Which lines of the records below contain the word "Hasher"? Report each of them in full.

Content starts

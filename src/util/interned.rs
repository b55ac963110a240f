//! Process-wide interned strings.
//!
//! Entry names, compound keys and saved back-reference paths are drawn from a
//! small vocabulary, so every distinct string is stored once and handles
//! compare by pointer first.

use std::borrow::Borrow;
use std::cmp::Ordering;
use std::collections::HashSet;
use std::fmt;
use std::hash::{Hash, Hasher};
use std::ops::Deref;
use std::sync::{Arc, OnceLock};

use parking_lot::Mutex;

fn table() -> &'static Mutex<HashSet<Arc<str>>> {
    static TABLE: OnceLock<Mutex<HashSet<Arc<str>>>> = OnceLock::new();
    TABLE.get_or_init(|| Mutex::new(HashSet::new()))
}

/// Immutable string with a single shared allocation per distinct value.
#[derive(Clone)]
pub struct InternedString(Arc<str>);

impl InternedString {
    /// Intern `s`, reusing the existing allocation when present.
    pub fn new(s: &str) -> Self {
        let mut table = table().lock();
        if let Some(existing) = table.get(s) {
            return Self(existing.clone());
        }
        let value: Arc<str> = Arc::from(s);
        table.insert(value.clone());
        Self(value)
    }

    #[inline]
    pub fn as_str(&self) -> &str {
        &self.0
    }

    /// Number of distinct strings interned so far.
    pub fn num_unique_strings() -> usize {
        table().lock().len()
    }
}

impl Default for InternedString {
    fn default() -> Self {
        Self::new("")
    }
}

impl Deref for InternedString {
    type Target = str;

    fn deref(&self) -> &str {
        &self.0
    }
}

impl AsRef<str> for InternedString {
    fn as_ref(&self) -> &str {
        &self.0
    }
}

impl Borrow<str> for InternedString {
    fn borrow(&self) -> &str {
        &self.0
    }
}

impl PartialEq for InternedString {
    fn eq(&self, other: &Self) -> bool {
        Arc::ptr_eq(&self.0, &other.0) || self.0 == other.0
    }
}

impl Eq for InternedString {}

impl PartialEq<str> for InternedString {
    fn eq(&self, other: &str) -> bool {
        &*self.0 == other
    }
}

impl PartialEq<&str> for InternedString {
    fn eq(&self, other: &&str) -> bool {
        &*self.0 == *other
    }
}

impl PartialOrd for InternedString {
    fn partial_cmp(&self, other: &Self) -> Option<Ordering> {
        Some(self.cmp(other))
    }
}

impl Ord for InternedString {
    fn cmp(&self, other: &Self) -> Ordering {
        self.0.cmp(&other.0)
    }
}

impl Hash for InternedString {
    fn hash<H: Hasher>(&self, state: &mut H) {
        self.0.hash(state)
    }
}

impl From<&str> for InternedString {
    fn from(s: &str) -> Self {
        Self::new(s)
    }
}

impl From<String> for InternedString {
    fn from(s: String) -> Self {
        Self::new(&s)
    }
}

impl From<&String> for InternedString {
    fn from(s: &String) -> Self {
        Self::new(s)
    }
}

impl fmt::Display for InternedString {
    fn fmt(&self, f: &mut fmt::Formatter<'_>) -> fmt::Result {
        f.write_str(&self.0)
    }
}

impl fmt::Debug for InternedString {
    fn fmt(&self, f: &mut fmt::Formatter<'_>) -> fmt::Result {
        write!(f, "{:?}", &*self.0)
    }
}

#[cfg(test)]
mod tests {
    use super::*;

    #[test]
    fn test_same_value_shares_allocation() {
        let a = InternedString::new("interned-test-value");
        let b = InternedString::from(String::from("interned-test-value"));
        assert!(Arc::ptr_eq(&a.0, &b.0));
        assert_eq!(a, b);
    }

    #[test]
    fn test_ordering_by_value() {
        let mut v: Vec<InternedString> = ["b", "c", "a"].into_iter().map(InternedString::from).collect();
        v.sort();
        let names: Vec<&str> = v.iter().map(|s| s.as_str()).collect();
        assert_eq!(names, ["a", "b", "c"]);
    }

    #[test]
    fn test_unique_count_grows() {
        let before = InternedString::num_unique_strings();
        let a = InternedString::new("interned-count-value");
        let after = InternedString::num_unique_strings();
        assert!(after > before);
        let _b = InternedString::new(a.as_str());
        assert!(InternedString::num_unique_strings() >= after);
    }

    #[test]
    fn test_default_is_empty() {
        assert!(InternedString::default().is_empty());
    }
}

Content ends

**YOUR SOLUTION**
use std::hash::{Hash, Hasher};
    fn hash<H: Hasher>(&self, state: &mut H) {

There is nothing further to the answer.